### [Work order]
Report every line of the records that includes the word "EventHandler".

Data for processing Block Start

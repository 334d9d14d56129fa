// Copyright (c) The testament Contributors
// SPDX-License-Identifier: MIT OR Apache-2.0

//! JUnit XML output.
//!
//! The prolog and the opening `<testsuites>` tag are written as soon as the run starts. Everything
//! else is accumulated and serialized once the run ends.

use super::events::{Event, EventContext, EventHandler, EventKind};
use crate::{
    errors::{JunitWriteError, WriteEventError},
    graph::Graph,
    issue::{Issue, SkipInfo},
    test::Test,
    time::{DisplaySeconds, EventInstant},
    write_str::WriteStr,
};
use quick_xml::{
    Writer,
    events::{BytesDecl, BytesEnd, BytesStart, BytesText, Event as XmlEvent},
};
use smol_str::SmolStr;
use std::{
    fmt,
    sync::{Mutex, PoisonError},
    time::Duration,
};
use swrite::{SWrite, swrite};
use tracing::warn;

static TESTSUITES_TAG: &str = "testsuites";
static TESTSUITE_TAG: &str = "testsuite";
static TESTCASE_TAG: &str = "testcase";
static FAILURE_TAG: &str = "failure";
static SKIPPED_TAG: &str = "skipped";

/// The name of the single `<testsuite>` element.
pub static TESTSUITE_NAME: &str = "TestResults";

#[derive(Clone, Debug, Default)]
struct TestData {
    is_suite: bool,
    classname: String,
    name: String,
    started: Option<EventInstant>,
    ended: Option<EventInstant>,
    issues: Vec<Issue>,
    skip: Option<SkipInfo>,
}

impl TestData {
    fn new(test: &Test) -> Self {
        let mut classname = test.id.module.to_string();
        let (name, parents) = match test.id.components.split_last() {
            Some((name, parents)) => (name.to_string(), parents),
            None => (test.id.module.to_string(), &[][..]),
        };
        for parent in parents {
            swrite!(classname, ".{parent}");
        }
        Self {
            is_suite: test.is_suite,
            classname,
            name,
            ..Self::default()
        }
    }

    fn duration(&self) -> Option<Duration> {
        Some(self.ended?.duration_since(self.started?))
    }
}

struct State<W> {
    xml: Writer<Vec<u8>>,
    output: W,
    run_started: Option<EventInstant>,
    tests: Graph<SmolStr, TestData>,
    last_error: Option<WriteEventError>,
}

/// Writes a JUnit XML report of the run.
pub struct JunitRecorder<W> {
    state: Mutex<State<W>>,
}

impl<W: WriteStr> JunitRecorder<W> {
    /// Creates a new recorder writing to `output`.
    pub fn new(output: W) -> Self {
        Self {
            state: Mutex::new(State {
                xml: Writer::new_with_indent(Vec::new(), b' ', 2),
                output,
                run_started: None,
                tests: Graph::new(),
                last_error: None,
            }),
        }
    }

    /// Returns the most recent error encountered while writing the report, clearing it.
    pub fn take_error(&self) -> Option<WriteEventError> {
        self.lock().last_error.take()
    }

    /// Consumes the recorder, returning its output.
    pub fn into_output(self) -> W {
        self.state
            .into_inner()
            .unwrap_or_else(PoisonError::into_inner)
            .output
    }

    fn lock(&self) -> std::sync::MutexGuard<'_, State<W>> {
        self.state.lock().unwrap_or_else(PoisonError::into_inner)
    }
}

impl<W: WriteStr> State<W> {
    fn record(&mut self, event: &Event, context: &EventContext<'_>) -> Result<(), WriteEventError> {
        let instant = event.instant;
        match &event.kind {
            EventKind::RunStarted => {
                self.run_started = Some(instant);
                serialize_prolog(&mut self.xml)?;
                self.flush()?;
            }
            EventKind::TestStarted => {
                if let Some(test) = context.test {
                    *self.data_mut(test) = TestData {
                        started: Some(instant),
                        ..TestData::new(test)
                    };
                }
            }
            EventKind::IssueRecorded { issue, .. } => {
                if let Some(test) = context.test
                    && issue.is_failure()
                {
                    self.data_mut(test).issues.push(issue.clone());
                }
            }
            EventKind::TestSkipped(skip_info) => {
                if let Some(test) = context.test {
                    *self.data_mut(test) = TestData {
                        skip: Some(skip_info.clone()),
                        ..TestData::new(test)
                    };
                }
            }
            EventKind::TestCancelled(skip_info) => {
                if let Some(test) = context.test {
                    self.data_mut(test).skip = Some(skip_info.clone());
                }
            }
            EventKind::TestEnded => {
                if let Some(test) = context.test {
                    self.data_mut(test).ended = Some(instant);
                }
            }
            EventKind::RunEnded => {
                let duration = self
                    .run_started
                    .map(|started| instant.duration_since(started))
                    .unwrap_or_default();
                serialize_results(&self.tests, duration, &mut self.xml)?;
                self.flush()?;
                self.output.write_str("\n")?;
                self.output.write_str_flush()?;
            }
            _ => {}
        }
        Ok(())
    }

    fn data_mut(&mut self, test: &Test) -> &mut TestData {
        self.tests
            .get_or_insert_with(&test.id.key_path(), || TestData::new(test))
    }

    /// Moves serialized XML to the output.
    fn flush(&mut self) -> Result<(), WriteEventError> {
        let bytes = std::mem::take(self.xml.get_mut());
        self.output.write_str(&String::from_utf8_lossy(&bytes))?;
        Ok(())
    }
}

impl<W: WriteStr + Send> EventHandler for JunitRecorder<W> {
    fn handle_event(&self, event: &Event, context: &EventContext<'_>) {
        let mut state = self.lock();
        if let Err(error) = state.record(event, context) {
            warn!(
                event = event.kind.name(),
                error = &error as &dyn std::error::Error,
                "failed to write JUnit report"
            );
            state.last_error = Some(error);
        }
    }
}

impl<W> fmt::Debug for JunitRecorder<W> {
    fn fmt(&self, f: &mut fmt::Formatter<'_>) -> fmt::Result {
        f.debug_struct("JunitRecorder").finish_non_exhaustive()
    }
}

fn serialize_prolog(writer: &mut Writer<Vec<u8>>) -> Result<(), JunitWriteError> {
    let decl = BytesDecl::new("1.0", Some("UTF-8"), None);
    writer.write_event(XmlEvent::Decl(decl))?;
    writer.write_event(XmlEvent::Start(BytesStart::new(TESTSUITES_TAG)))?;
    Ok(())
}

fn serialize_results(
    tests: &Graph<SmolStr, TestData>,
    duration: Duration,
    writer: &mut Writer<Vec<u8>>,
) -> Result<(), JunitWriteError> {
    let mut test_count = 0;
    let mut failure_count = 0;
    let mut skipped_count = 0;
    for data in tests.iter().filter_map(|node| node.value()) {
        failure_count += data.issues.len();
        if !data.is_suite {
            test_count += 1;
            if data.skip.is_some() {
                skipped_count += 1;
            }
        }
    }

    writer.write_event(XmlEvent::Start(start_tag(
        TESTSUITE_TAG,
        &[
            ("name", TESTSUITE_NAME),
            ("errors", "0"),
            ("tests", &test_count.to_string()),
            ("failures", &failure_count.to_string()),
            ("skipped", &skipped_count.to_string()),
            ("time", &serialize_time(duration)),
        ],
    )))?;

    for data in tests.iter().filter_map(|node| node.value()) {
        if !data.is_suite {
            serialize_testcase(data, writer)?;
        }
    }

    serialize_end_tag(TESTSUITE_TAG, writer)?;
    serialize_end_tag(TESTSUITES_TAG, writer)?;
    Ok(())
}

fn serialize_testcase(
    data: &TestData,
    writer: &mut Writer<Vec<u8>>,
) -> Result<(), JunitWriteError> {
    let time = data.duration().map(serialize_time);
    let mut attributes = vec![
        ("classname", data.classname.as_str()),
        ("name", data.name.as_str()),
    ];
    if let Some(time) = &time {
        attributes.push(("time", time));
    }

    if data.issues.is_empty() && data.skip.is_none() {
        writer.write_event(XmlEvent::Empty(empty_tag(TESTCASE_TAG, &attributes)))?;
        return Ok(());
    }

    writer.write_event(XmlEvent::Start(start_tag(TESTCASE_TAG, &attributes)))?;
    for issue in &data.issues {
        let message = issue.to_string();
        writer.write_event(XmlEvent::Empty(empty_tag(
            FAILURE_TAG,
            &[("message", &message)],
        )))?;
    }
    if let Some(skip) = &data.skip {
        match &skip.comment {
            Some(comment) => {
                writer.write_event(XmlEvent::Start(BytesStart::new(SKIPPED_TAG)))?;
                writer.write_event(XmlEvent::Text(BytesText::from_escaped(escape(comment))))?;
                serialize_end_tag(SKIPPED_TAG, writer)?;
            }
            None => {
                writer.write_event(XmlEvent::Empty(empty_tag(SKIPPED_TAG, &[])))?;
            }
        }
    }
    serialize_end_tag(TESTCASE_TAG, writer)?;
    Ok(())
}

fn serialize_end_tag(
    tag_name: &'static str,
    writer: &mut Writer<Vec<u8>>,
) -> Result<(), JunitWriteError> {
    writer.write_event(XmlEvent::End(BytesEnd::new(tag_name)))?;
    Ok(())
}

fn start_tag(tag_name: &str, attributes: &[(&str, &str)]) -> BytesStart<'static> {
    BytesStart::from_content(tag_content(tag_name, attributes), tag_name.len())
}

/// Returns a tag for an empty element, rendered as `<name attr="value" />`.
fn empty_tag(tag_name: &str, attributes: &[(&str, &str)]) -> BytesStart<'static> {
    let mut content = tag_content(tag_name, attributes);
    content.push(' ');
    BytesStart::from_content(content, tag_name.len())
}

fn tag_content(tag_name: &str, attributes: &[(&str, &str)]) -> String {
    let mut content = tag_name.to_owned();
    for (key, value) in attributes {
        swrite!(content, " {key}=\"{}\"", escape(value));
    }
    content
}

fn serialize_time(duration: Duration) -> String {
    DisplaySeconds(duration).to_string()
}

/// Escapes text for use in XML attributes and text nodes.
///
/// Markup characters, newlines and all non-ASCII characters are written as numeric character
/// references.
pub fn escape(text: &str) -> String {
    let mut escaped = String::with_capacity(text.len());
    for c in text.chars() {
        match c {
            '"' | '<' | '>' | '&' | '\n' | '\r' => swrite!(escaped, "&#{};", u32::from(c)),
            c if !c.is_ascii() => swrite!(escaped, "&#{};", u32::from(c)),
            c => escaped.push(c),
        }
    }
    escaped
}

#[cfg(test)]
mod tests {
    use super::*;
    use crate::{config::Configuration, issue::IssueKind, write_str::SharedBuffer};
    use indoc::indoc;
    use pretty_assertions::assert_eq;
    use quick_xml::Reader;
    use regex::Regex;
    use test_strategy::proptest;
    use testament_metadata::{SourceLocation, TestId};

    fn function(components: &[&str], line: u32) -> Test {
        Test::function(
            TestId::new("Module", components.iter().copied())
                .with_source_location(SourceLocation::new("T.rs", line, 1)),
            || async { Ok(()) },
        )
    }

    fn post(recorder: &JunitRecorder<SharedBuffer>, kind: EventKind, test: Option<&Test>) {
        let configuration = Configuration::default();
        let context = EventContext {
            test,
            test_case: None,
            iteration: Some(1),
            configuration: &configuration,
        };
        recorder.handle_event(&Event::new(kind), &context);
    }

    #[test]
    fn escapes_markup_and_non_ascii() {
        assert_eq!(escape("plain text"), "plain text");
        assert_eq!(
            escape("a<b & \"c\">\n\u{e9}"),
            "a&#60;b &#38; &#34;c&#34;&#62;&#10;&#233;"
        );
    }

    #[proptest]
    fn escaped_attributes_round_trip(value: String) {
        let xml = format!("<t a=\"{}\"/>", escape(&value));
        let mut reader = Reader::from_str(&xml);
        match reader.read_event().unwrap() {
            XmlEvent::Empty(tag) => {
                let attribute = tag.try_get_attribute("a").unwrap().unwrap();
                assert_eq!(attribute.unescape_value().unwrap(), value);
            }
            other => panic!("unexpected event {other:?}"),
        }
    }

    #[test]
    fn writes_report() {
        let buffer = SharedBuffer::new();
        let recorder = JunitRecorder::new(buffer.clone());
        let suite = Test::suite(TestId::new("Module", ["Suite"]));
        let passes = function(&["Suite", "passes()"], 2);
        let fails = function(&["Suite", "fails()"], 3);
        let skipped = function(&["Suite", "skipped()"], 4);

        post(&recorder, EventKind::RunStarted, None);
        assert_eq!(
            buffer.contents(),
            "<?xml version=\"1.0\" encoding=\"UTF-8\"?>\n<testsuites>"
        );

        post(&recorder, EventKind::TestStarted, Some(&suite));
        post(&recorder, EventKind::TestStarted, Some(&passes));
        post(&recorder, EventKind::TestEnded, Some(&passes));
        post(&recorder, EventKind::TestStarted, Some(&fails));
        post(
            &recorder,
            EventKind::IssueRecorded {
                issue: Issue::new(IssueKind::ErrorCaught("<boom>".to_owned())),
                recorded_after_test_ended: false,
            },
            Some(&fails),
        );
        post(
            &recorder,
            EventKind::IssueRecorded {
                issue: Issue::new(IssueKind::Unconditional).known(),
                recorded_after_test_ended: false,
            },
            Some(&fails),
        );
        post(&recorder, EventKind::TestEnded, Some(&fails));
        post(
            &recorder,
            EventKind::TestSkipped(SkipInfo::new("not \u{fc}berall")),
            Some(&skipped),
        );
        post(&recorder, EventKind::TestEnded, Some(&suite));
        post(&recorder, EventKind::RunEnded, None);
        assert!(recorder.take_error().is_none());

        let times = Regex::new(r#"time="\d+\.\d{3}""#).unwrap();
        let output = times.replace_all(&buffer.contents(), "time=\"T\"").into_owned();
        assert_eq!(
            output,
            indoc! {r#"
                <?xml version="1.0" encoding="UTF-8"?>
                <testsuites>
                  <testsuite name="TestResults" errors="0" tests="3" failures="1" skipped="1" time="T">
                    <testcase classname="Module.Suite" name="passes()" time="T" />
                    <testcase classname="Module.Suite" name="fails()" time="T">
                      <failure message="Caught error: &#60;boom&#62;" />
                    </testcase>
                    <testcase classname="Module.Suite" name="skipped()">
                      <skipped>not &#252;berall</skipped>
                    </testcase>
                  </testsuite>
                </testsuites>
            "#}
        );
    }
}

Data for processing Block End

### [Response to this task]
use super::events::{Event, EventContext, EventHandler, EventKind};
impl<W: WriteStr + Send> EventHandler for JunitRecorder<W> {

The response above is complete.